EXERCISE PROMPT :: Each line below that holds the word "same" counts toward the answer; reply with the total number only.

Segment Start: RECORDED DATA

//! Nail registry.
//!
//! Patterns refer to nails by logical [`NailKey`]s. The registry maps keys to
//! coordinates and hands every distinct physical position a sequential nail
//! *number*, which is what a person threading the piece by hand counts.
//!
//! Two keys landing on the same spot (say, the shared center of a star, or an
//! inner polygon vertex sitting on an outer nail) alias one physical nail:
//! both resolve to the same point and number, and the nail is drawn once.

use std::collections::HashMap;
use std::fmt;

use serde::{Deserialize, Serialize};
use thiserror::Error;

use crate::geometry::{BoundingRect, Point};
use crate::renderer::Renderer;

/// Positions closer than this (in canvas units) are the same nail.
const POSITION_PRECISION: f64 = 1e-6;

/// Logical nail reference, unique within one pattern instance.
#[derive(Debug, Clone, PartialEq, Eq, Hash, PartialOrd, Ord, Serialize, Deserialize)]
#[serde(untagged)]
pub enum NailKey {
    Number(usize),
    Name(String),
}

impl From<usize> for NailKey {
    fn from(value: usize) -> Self {
        NailKey::Number(value)
    }
}

impl From<&str> for NailKey {
    fn from(value: &str) -> Self {
        NailKey::Name(value.to_string())
    }
}

impl From<String> for NailKey {
    fn from(value: String) -> Self {
        NailKey::Name(value)
    }
}

impl fmt::Display for NailKey {
    fn fmt(&self, f: &mut fmt::Formatter<'_>) -> fmt::Result {
        match self {
            NailKey::Number(n) => write!(f, "{}", n),
            NailKey::Name(name) => write!(f, "{}", name),
        }
    }
}

#[derive(Debug, Error, PartialEq)]
pub enum NailError {
    #[error("unknown nail: {0}")]
    UnknownNail(NailKey),
    #[error("string drawn to nail {0} before the pen was placed")]
    PenNotPlaced(NailKey),
}

/// How a group of nails is rendered.
#[derive(Debug, Clone, PartialEq, Serialize, Deserialize)]
pub struct NailsGroupOptions {
    pub radius: f64,
    /// `None` leaves the color to the renderer.
    pub color: Option<String>,
    pub show_numbers: bool,
    pub font_size: f64,
}

impl Default for NailsGroupOptions {
    fn default() -> Self {
        Self {
            radius: 1.5,
            color: None,
            show_numbers: false,
            font_size: 10.0,
        }
    }
}

#[derive(Debug, Clone, PartialEq)]
pub struct Nail {
    pub key: NailKey,
    pub point: Point,
}

/// A named batch of nails sharing render options, e.g. a backdrop circle.
#[derive(Debug, Clone, PartialEq)]
pub struct NailsGroup {
    pub key: String,
    pub nails: Vec<Nail>,
    pub options: NailsGroupOptions,
}

impl NailsGroup {
    pub fn new(key: impl Into<String>) -> Self {
        Self {
            key: key.into(),
            nails: Vec::new(),
            options: NailsGroupOptions::default(),
        }
    }

    pub fn with_options(mut self, options: NailsGroupOptions) -> Self {
        self.options = options;
        self
    }
}

/// Sink that shapes and patterns register nails into.
pub trait NailsSetter {
    fn add_nail(&mut self, key: NailKey, point: Point);
    fn add_group(&mut self, group: NailsGroup);
}

impl NailsSetter for NailsGroup {
    fn add_nail(&mut self, key: NailKey, point: Point) {
        self.nails.push(Nail { key, point });
    }

    /// Nested groups are flattened into this one.
    fn add_group(&mut self, group: NailsGroup) {
        self.nails.extend(group.nails);
    }
}

/// A physical nail as handed to the renderer.
#[derive(Debug, Clone, Copy, PartialEq)]
pub struct NumberedNail {
    pub number: usize,
    pub point: Point,
}

#[derive(Debug, Clone)]
struct GroupEntry {
    key: String,
    options: NailsGroupOptions,
    numbers: Vec<usize>,
}

#[derive(Debug, Clone, Copy)]
struct Resolved {
    number: usize,
    point: Point,
}

/// The registry for one structure generation of a pattern.
#[derive(Debug, Clone)]
pub struct Nails {
    keys: HashMap<NailKey, Resolved>,
    positions: HashMap<(i64, i64), usize>,
    points: Vec<Point>,
    groups: Vec<GroupEntry>,
}

impl Nails {
    pub const DEFAULT_GROUP: &'static str = "default";

    pub fn new(default_options: NailsGroupOptions) -> Self {
        Self {
            keys: HashMap::new(),
            positions: HashMap::new(),
            points: Vec::new(),
            groups: vec![GroupEntry {
                key: Self::DEFAULT_GROUP.to_string(),
                options: default_options,
                numbers: Vec::new(),
            }],
        }
    }

    /// Replace the default group's options (nail radius, color, numbering).
    pub fn set_default_options(&mut self, options: NailsGroupOptions) {
        self.groups[0].options = options;
    }

    fn quantize(point: Point) -> (i64, i64) {
        (
            (point.x / POSITION_PRECISION).round() as i64,
            (point.y / POSITION_PRECISION).round() as i64,
        )
    }

    fn register(&mut self, key: NailKey, point: Point, group: usize) {
        if let Some(existing) = self.keys.get(&key) {
            if Self::quantize(existing.point) != Self::quantize(point) {
                log::warn!(
                    "nail {} registered twice at different positions, keeping the first",
                    key
                );
            }
            return;
        }

        let cell = Self::quantize(point);
        let number = match self.positions.get(&cell) {
            Some(&number) => number,
            None => {
                let number = self.points.len();
                self.points.push(point);
                self.positions.insert(cell, number);
                self.groups[group].numbers.push(number);
                number
            }
        };
        self.keys.insert(key, Resolved { number, point: self.points[number] });
    }

    pub fn resolve(&self, key: &NailKey) -> Result<Point, NailError> {
        self.keys
            .get(key)
            .map(|r| r.point)
            .ok_or_else(|| NailError::UnknownNail(key.clone()))
    }

    /// The physical nail number behind a key.
    pub fn number_of(&self, key: &NailKey) -> Result<usize, NailError> {
        self.keys
            .get(key)
            .map(|r| r.number)
            .ok_or_else(|| NailError::UnknownNail(key.clone()))
    }

    /// Number of registered keys (aliases included).
    pub fn len(&self) -> usize {
        self.keys.len()
    }

    pub fn is_empty(&self) -> bool {
        self.keys.is_empty()
    }

    /// Number of distinct physical nails.
    pub fn unique_count(&self) -> usize {
        self.points.len()
    }

    pub fn bounding_rect(&self) -> Option<BoundingRect> {
        BoundingRect::from_points(self.points.iter().copied())
    }

    /// Groups in registration order, the default group first.
    pub fn groups(&self) -> impl Iterator<Item = (&str, &NailsGroupOptions, Vec<NumberedNail>)> {
        self.groups.iter().map(|group| {
            let nails = group
                .numbers
                .iter()
                .map(|&number| NumberedNail { number, point: self.points[number] })
                .collect();
            (group.key.as_str(), &group.options, nails)
        })
    }

    /// Send every non-empty group to the renderer, once each.
    pub fn render(&self, renderer: &mut dyn Renderer) {
        for (key, options, nails) in self.groups() {
            if !nails.is_empty() {
                renderer.render_nails_group(key, &nails, options);
            }
        }
    }
}

impl Default for Nails {
    fn default() -> Self {
        Self::new(NailsGroupOptions::default())
    }
}

impl NailsSetter for Nails {
    fn add_nail(&mut self, key: NailKey, point: Point) {
        self.register(key, point, 0);
    }

    /// Groups with an existing key are merged into it.
    fn add_group(&mut self, group: NailsGroup) {
        let index = match self.groups.iter().position(|g| g.key == group.key) {
            Some(index) => index,
            None => {
                self.groups.push(GroupEntry {
                    key: group.key,
                    options: group.options,
                    numbers: Vec::new(),
                });
                self.groups.len() - 1
            }
        };
        for nail in group.nails {
            self.register(nail.key, nail.point, index);
        }
    }
}

#[cfg(test)]
mod tests {
    use super::*;
    use crate::renderer::{RecordingRenderer, RenderCommand};
    use crate::geometry::Dimensions;

    #[test]
    fn numbers_follow_registration_order() {
        let mut nails = Nails::default();
        nails.add_nail(NailKey::Number(5), Point::new(1.0, 1.0));
        nails.add_nail(NailKey::from("a"), Point::new(2.0, 2.0));
        nails.add_nail(NailKey::Number(0), Point::new(3.0, 3.0));

        assert_eq!(nails.number_of(&NailKey::Number(5)), Ok(0));
        assert_eq!(nails.number_of(&NailKey::from("a")), Ok(1));
        assert_eq!(nails.number_of(&NailKey::Number(0)), Ok(2));
        assert_eq!(nails.resolve(&NailKey::from("a")), Ok(Point::new(2.0, 2.0)));
    }

    #[test]
    fn coincident_nails_alias() {
        let mut nails = Nails::default();
        nails.add_nail(NailKey::Number(0), Point::new(10.0, 10.0));
        nails.add_nail(NailKey::Number(1), Point::new(20.0, 10.0));
        nails.add_nail(NailKey::Number(2), Point::new(10.0 + 1e-9, 10.0));

        assert_eq!(nails.len(), 3);
        assert_eq!(nails.unique_count(), 2);
        assert_eq!(nails.number_of(&NailKey::Number(2)), Ok(0));
        assert_eq!(nails.resolve(&NailKey::Number(2)), Ok(Point::new(10.0, 10.0)));
    }

    #[test]
    fn unknown_key_is_an_error() {
        let nails = Nails::default();
        assert_eq!(
            nails.resolve(&NailKey::Number(3)),
            Err(NailError::UnknownNail(NailKey::Number(3)))
        );
    }

    #[test]
    fn groups_render_once_each() {
        let mut nails = Nails::default();
        nails.add_nail(NailKey::Number(0), Point::new(0.0, 0.0));

        let mut backdrop = NailsGroup::new("backdrop");
        backdrop.add_nail(NailKey::from("b0"), Point::new(5.0, 5.0));
        backdrop.add_nail(NailKey::from("b1"), Point::new(0.0, 0.0));
        nails.add_group(backdrop);

        let mut more = NailsGroup::new("backdrop");
        more.add_nail(NailKey::from("b2"), Point::new(6.0, 6.0));
        nails.add_group(more);

        let mut renderer = RecordingRenderer::new(Dimensions::square(100.0));
        nails.render(&mut renderer);

        let groups: Vec<(String, usize)> = renderer
            .commands()
            .iter()
            .filter_map(|c| match c {
                RenderCommand::NailsGroup { group, nails } => Some((group.clone(), nails.len())),
                _ => None,
            })
            .collect();
        // "b1" aliases nail 0, which belongs to the default group.
        assert_eq!(groups, vec![("default".to_string(), 1), ("backdrop".to_string(), 2)]);
    }
}
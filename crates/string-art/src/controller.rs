//! The pen: turns steps into renderer calls.
//!
//! The controller borrows the nail registry and the renderer for the length
//! of one call and keeps its state in a [`Pen`] owned by the engine, so the
//! pen survives between `goto` calls while the borrows do not.

use crate::nails::{NailError, NailKey, Nails};
use crate::renderer::Renderer;
use crate::steps::{LayerStart, Step};

/// A color layer as it was started during a draw.
#[derive(Debug, Clone, PartialEq)]
pub struct Layer {
    pub name: Option<String>,
    pub color: Option<String>,
    /// Index of the first string drawn in this layer.
    pub start_step: usize,
}

/// Persistent pen state for one draw.
#[derive(Debug, Clone, Default)]
pub struct Pen {
    position: Option<NailKey>,
    last_string: Option<(usize, usize)>,
    strings: usize,
    layers: Vec<Layer>,
}

impl Pen {
    /// Where the pen currently rests.
    pub fn position(&self) -> Option<&NailKey> {
        self.position.as_ref()
    }

    /// Strings drawn since the pen was created.
    pub fn strings(&self) -> usize {
        self.strings
    }

    pub fn layers(&self) -> &[Layer] {
        &self.layers
    }

    /// Nail numbers of the last string.
    pub fn last_string(&self) -> Option<(usize, usize)> {
        self.last_string
    }
}

pub struct Controller<'a> {
    nails: &'a Nails,
    renderer: &'a mut dyn Renderer,
    pen: &'a mut Pen,
}

impl<'a> Controller<'a> {
    pub fn new(nails: &'a Nails, renderer: &'a mut dyn Renderer, pen: &'a mut Pen) -> Self {
        Self { nails, renderer, pen }
    }

    /// Move the pen without drawing.
    pub fn goto(&mut self, key: &NailKey) -> Result<(), NailError> {
        self.nails.resolve(key)?;
        self.pen.position = Some(key.clone());
        Ok(())
    }

    /// Draw from the pen to `key` and leave the pen there.
    pub fn string_to(&mut self, key: &NailKey) -> Result<(), NailError> {
        let from_key = self
            .pen
            .position
            .as_ref()
            .ok_or_else(|| NailError::PenNotPlaced(key.clone()))?;
        let from = self.nails.resolve(from_key)?;
        let to = self.nails.resolve(key)?;
        let numbers = (self.nails.number_of(from_key)?, self.nails.number_of(key)?);

        self.renderer.render_line(from, to);
        log::trace!("string {} -> {}", numbers.0, numbers.1);

        self.pen.last_string = Some(numbers);
        self.pen.position = Some(key.clone());
        self.pen.strings += 1;
        Ok(())
    }

    pub fn start_layer(&mut self, layer: &LayerStart) {
        if let Some(color) = &layer.color {
            self.renderer.set_color(color);
        }
        self.pen.layers.push(Layer {
            name: layer.name.clone(),
            color: layer.color.clone(),
            start_step: self.pen.strings,
        });
    }

    pub fn get_last_string_nail_numbers(&self) -> Option<(usize, usize)> {
        self.pen.last_string
    }

    /// Run one step: layer, pen move, string.
    pub fn apply(&mut self, step: &Step) -> Result<(), NailError> {
        if let Some(layer) = &step.layer {
            self.start_layer(layer);
        }
        if let Some(from) = &step.from {
            self.goto(from)?;
        }
        self.string_to(&step.to)
    }
}

#[cfg(test)]
mod tests {
    use super::*;
    use crate::geometry::{Dimensions, Point};
    use crate::nails::NailsSetter;
    use crate::renderer::{RecordingRenderer, RenderCommand};

    fn nails() -> Nails {
        let mut nails = Nails::default();
        nails.add_nail(NailKey::Number(0), Point::new(0.0, 0.0));
        nails.add_nail(NailKey::Number(1), Point::new(10.0, 0.0));
        nails.add_nail(NailKey::from("top"), Point::new(10.0, 10.0));
        nails
    }

    #[test]
    fn steps_draw_lines_and_track_numbers() {
        let nails = nails();
        let mut renderer = RecordingRenderer::new(Dimensions::square(20.0));
        let mut pen = Pen::default();
        let mut controller = Controller::new(&nails, &mut renderer, &mut pen);

        controller
            .apply(&Step::line(0usize, 1usize).with_layer(LayerStart::color("red").with_name("first")))
            .unwrap();
        controller.apply(&Step::to("top")).unwrap();
        assert_eq!(controller.get_last_string_nail_numbers(), Some((1, 2)));

        assert_eq!(pen.strings(), 2);
        assert_eq!(pen.position(), Some(&NailKey::from("top")));
        assert_eq!(
            pen.layers(),
            &[Layer { name: Some("first".into()), color: Some("red".into()), start_step: 0 }]
        );
        assert_eq!(
            renderer.commands(),
            &[
                RenderCommand::SetColor("red".into()),
                RenderCommand::Line { from: Point::new(0.0, 0.0), to: Point::new(10.0, 0.0) },
                RenderCommand::Line { from: Point::new(10.0, 0.0), to: Point::new(10.0, 10.0) },
            ]
        );
    }

    #[test]
    fn unknown_nail_fails_without_drawing() {
        let nails = nails();
        let mut renderer = RecordingRenderer::new(Dimensions::square(20.0));
        let mut pen = Pen::default();
        let mut controller = Controller::new(&nails, &mut renderer, &mut pen);

        controller.goto(&NailKey::Number(0)).unwrap();
        assert_eq!(
            controller.string_to(&NailKey::Number(9)),
            Err(NailError::UnknownNail(NailKey::Number(9)))
        );
        assert!(renderer.commands().is_empty());
    }

    #[test]
    fn string_needs_a_placed_pen() {
        let nails = nails();
        let mut renderer = RecordingRenderer::new(Dimensions::square(20.0));
        let mut pen = Pen::default();
        let mut controller = Controller::new(&nails, &mut renderer, &mut pen);
        assert_eq!(
            controller.apply(&Step::to(1usize)),
            Err(NailError::PenNotPlaced(NailKey::Number(1)))
        );
    }
}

Segment End: RECORDED DATA

SOLUTION BELOW :: 3